Content starts

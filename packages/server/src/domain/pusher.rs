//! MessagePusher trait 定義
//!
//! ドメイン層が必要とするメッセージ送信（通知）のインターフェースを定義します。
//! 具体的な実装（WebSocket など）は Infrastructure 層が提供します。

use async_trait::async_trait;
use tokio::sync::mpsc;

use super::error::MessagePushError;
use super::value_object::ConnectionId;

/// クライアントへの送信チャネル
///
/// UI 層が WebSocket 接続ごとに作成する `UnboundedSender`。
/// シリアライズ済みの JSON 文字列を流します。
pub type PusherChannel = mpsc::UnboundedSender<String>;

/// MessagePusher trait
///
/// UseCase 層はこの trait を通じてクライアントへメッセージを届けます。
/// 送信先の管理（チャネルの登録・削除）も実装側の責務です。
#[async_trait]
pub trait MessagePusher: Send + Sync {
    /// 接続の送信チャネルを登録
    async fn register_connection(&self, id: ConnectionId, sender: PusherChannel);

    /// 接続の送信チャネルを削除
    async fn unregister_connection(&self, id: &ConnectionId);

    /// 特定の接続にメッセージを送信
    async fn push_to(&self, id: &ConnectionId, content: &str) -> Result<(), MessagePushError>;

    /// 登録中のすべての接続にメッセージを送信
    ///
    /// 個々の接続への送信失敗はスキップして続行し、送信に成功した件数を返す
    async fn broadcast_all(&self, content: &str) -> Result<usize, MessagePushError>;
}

Content ends
Content starts

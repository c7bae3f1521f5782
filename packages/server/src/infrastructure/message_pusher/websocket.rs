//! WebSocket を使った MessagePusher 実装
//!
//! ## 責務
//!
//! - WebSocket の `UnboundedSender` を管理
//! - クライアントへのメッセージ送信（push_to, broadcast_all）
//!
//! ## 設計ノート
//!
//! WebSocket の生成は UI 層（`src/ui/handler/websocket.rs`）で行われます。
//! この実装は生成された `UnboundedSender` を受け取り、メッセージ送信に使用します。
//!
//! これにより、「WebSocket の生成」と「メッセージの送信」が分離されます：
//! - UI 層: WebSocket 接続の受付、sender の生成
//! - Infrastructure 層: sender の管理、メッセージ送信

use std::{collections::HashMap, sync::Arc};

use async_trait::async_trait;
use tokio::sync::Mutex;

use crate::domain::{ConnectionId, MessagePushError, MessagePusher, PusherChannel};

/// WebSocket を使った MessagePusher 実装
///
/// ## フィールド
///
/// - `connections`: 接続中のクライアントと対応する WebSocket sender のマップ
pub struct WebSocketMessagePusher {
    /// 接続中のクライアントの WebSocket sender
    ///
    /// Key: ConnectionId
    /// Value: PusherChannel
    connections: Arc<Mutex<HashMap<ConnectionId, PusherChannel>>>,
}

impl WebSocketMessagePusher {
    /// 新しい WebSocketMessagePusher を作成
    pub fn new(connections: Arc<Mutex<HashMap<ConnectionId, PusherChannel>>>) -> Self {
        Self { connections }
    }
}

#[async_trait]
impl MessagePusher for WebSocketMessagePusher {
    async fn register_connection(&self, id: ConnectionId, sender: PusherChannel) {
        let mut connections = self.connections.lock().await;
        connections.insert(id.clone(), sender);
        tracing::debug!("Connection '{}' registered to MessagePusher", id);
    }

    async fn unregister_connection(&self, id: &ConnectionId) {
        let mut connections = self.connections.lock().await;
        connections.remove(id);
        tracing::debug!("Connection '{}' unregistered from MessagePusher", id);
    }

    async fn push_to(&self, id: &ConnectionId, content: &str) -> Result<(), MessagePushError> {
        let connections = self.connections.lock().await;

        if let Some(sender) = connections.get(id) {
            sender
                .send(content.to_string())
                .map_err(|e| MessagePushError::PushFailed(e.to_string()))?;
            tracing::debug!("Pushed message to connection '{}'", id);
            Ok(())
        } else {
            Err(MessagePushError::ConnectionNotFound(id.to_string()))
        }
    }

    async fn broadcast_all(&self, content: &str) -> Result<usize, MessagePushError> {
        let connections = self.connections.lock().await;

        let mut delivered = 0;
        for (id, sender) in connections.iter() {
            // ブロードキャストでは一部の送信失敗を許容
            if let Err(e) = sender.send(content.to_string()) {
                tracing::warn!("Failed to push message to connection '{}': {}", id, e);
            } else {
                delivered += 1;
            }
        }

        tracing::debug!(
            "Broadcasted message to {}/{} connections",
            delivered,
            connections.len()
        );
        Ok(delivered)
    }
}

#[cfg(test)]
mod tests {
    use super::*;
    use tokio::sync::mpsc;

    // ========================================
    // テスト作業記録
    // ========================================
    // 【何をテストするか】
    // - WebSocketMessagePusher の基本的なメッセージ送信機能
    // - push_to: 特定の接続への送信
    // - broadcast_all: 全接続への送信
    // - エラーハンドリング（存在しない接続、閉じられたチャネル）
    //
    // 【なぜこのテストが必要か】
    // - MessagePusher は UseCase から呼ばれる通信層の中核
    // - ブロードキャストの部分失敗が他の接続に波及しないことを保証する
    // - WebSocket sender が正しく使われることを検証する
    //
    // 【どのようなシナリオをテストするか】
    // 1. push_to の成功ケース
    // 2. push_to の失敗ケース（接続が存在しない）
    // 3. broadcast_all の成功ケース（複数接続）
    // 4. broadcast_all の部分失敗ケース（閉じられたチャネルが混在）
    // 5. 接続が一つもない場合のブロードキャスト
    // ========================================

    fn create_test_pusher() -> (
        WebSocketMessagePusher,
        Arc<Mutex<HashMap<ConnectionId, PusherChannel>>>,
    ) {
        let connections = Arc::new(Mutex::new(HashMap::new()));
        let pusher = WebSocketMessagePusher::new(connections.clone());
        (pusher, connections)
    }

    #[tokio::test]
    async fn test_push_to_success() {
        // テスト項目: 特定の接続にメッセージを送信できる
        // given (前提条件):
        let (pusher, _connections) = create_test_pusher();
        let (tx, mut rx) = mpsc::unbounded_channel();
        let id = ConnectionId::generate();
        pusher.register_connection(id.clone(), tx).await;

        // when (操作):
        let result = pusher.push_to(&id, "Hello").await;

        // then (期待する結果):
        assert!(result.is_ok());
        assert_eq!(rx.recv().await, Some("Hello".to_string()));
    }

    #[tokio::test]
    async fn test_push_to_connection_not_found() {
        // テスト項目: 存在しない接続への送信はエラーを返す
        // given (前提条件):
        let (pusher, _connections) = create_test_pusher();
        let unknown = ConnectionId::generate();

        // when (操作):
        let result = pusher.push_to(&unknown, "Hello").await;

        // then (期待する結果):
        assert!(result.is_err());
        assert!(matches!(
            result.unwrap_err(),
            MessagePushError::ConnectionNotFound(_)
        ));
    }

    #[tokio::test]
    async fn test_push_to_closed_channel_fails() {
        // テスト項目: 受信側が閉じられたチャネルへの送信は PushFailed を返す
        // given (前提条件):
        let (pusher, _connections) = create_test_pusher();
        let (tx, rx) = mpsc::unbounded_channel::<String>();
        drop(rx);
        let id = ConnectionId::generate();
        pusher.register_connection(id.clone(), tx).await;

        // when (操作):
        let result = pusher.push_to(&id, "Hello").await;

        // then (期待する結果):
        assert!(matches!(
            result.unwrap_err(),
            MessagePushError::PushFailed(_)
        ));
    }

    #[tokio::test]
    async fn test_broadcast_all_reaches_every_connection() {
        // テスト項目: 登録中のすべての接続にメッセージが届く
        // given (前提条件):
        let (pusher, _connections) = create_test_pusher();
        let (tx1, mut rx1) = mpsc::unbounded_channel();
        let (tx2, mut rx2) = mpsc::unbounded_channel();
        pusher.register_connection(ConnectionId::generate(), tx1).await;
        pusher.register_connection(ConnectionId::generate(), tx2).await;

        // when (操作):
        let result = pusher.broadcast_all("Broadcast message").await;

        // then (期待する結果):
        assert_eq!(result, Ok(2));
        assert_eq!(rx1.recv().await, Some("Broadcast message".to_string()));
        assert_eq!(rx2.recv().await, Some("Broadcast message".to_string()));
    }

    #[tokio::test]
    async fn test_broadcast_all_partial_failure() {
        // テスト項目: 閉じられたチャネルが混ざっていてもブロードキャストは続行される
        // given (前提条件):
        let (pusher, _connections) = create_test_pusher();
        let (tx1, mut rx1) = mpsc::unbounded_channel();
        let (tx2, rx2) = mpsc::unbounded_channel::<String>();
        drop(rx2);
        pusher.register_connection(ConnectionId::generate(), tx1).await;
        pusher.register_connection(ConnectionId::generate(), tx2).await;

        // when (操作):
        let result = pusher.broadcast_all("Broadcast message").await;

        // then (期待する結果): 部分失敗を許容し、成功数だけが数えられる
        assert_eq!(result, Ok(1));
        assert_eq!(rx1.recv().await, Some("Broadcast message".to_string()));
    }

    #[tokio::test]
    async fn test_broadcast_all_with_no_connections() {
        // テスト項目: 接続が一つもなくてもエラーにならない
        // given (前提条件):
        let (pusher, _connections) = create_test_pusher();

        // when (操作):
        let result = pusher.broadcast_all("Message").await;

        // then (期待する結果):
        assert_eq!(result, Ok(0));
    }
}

Content ends
Content starts

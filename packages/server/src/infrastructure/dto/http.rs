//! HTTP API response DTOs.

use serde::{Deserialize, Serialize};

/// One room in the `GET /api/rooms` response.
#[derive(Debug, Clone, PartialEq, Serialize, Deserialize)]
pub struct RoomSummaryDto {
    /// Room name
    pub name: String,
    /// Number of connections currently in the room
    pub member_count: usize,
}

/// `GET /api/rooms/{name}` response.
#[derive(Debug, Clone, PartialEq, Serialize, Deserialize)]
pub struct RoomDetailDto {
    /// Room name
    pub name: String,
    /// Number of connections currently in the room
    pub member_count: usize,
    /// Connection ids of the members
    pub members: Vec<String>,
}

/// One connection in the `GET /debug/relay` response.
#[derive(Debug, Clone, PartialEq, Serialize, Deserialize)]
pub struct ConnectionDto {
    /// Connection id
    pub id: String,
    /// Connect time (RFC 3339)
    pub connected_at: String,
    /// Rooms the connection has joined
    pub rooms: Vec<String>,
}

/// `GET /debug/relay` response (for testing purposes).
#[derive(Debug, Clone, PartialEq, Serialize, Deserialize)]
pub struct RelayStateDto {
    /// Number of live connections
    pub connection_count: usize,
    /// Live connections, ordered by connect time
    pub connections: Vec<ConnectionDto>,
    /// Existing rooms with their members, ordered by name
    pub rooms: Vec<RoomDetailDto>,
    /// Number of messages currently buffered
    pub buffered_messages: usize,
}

Content ends

Task
Your answer should be each line from the entries that includes the string "MessagePushError".

Reply
use super::error::MessagePushError;
    async fn push_to(&self, id: &ConnectionId, content: &str) -> Result<(), MessagePushError>;
    async fn broadcast_all(&self, content: &str) -> Result<usize, MessagePushError>;
use crate::domain::{ConnectionId, MessagePushError, MessagePusher, PusherChannel};
    async fn push_to(&self, id: &ConnectionId, content: &str) -> Result<(), MessagePushError> {
                .map_err(|e| MessagePushError::PushFailed(e.to_string()))?;
            Err(MessagePushError::ConnectionNotFound(id.to_string()))
    async fn broadcast_all(&self, content: &str) -> Result<usize, MessagePushError> {
            MessagePushError::ConnectionNotFound(_)
            MessagePushError::PushFailed(_)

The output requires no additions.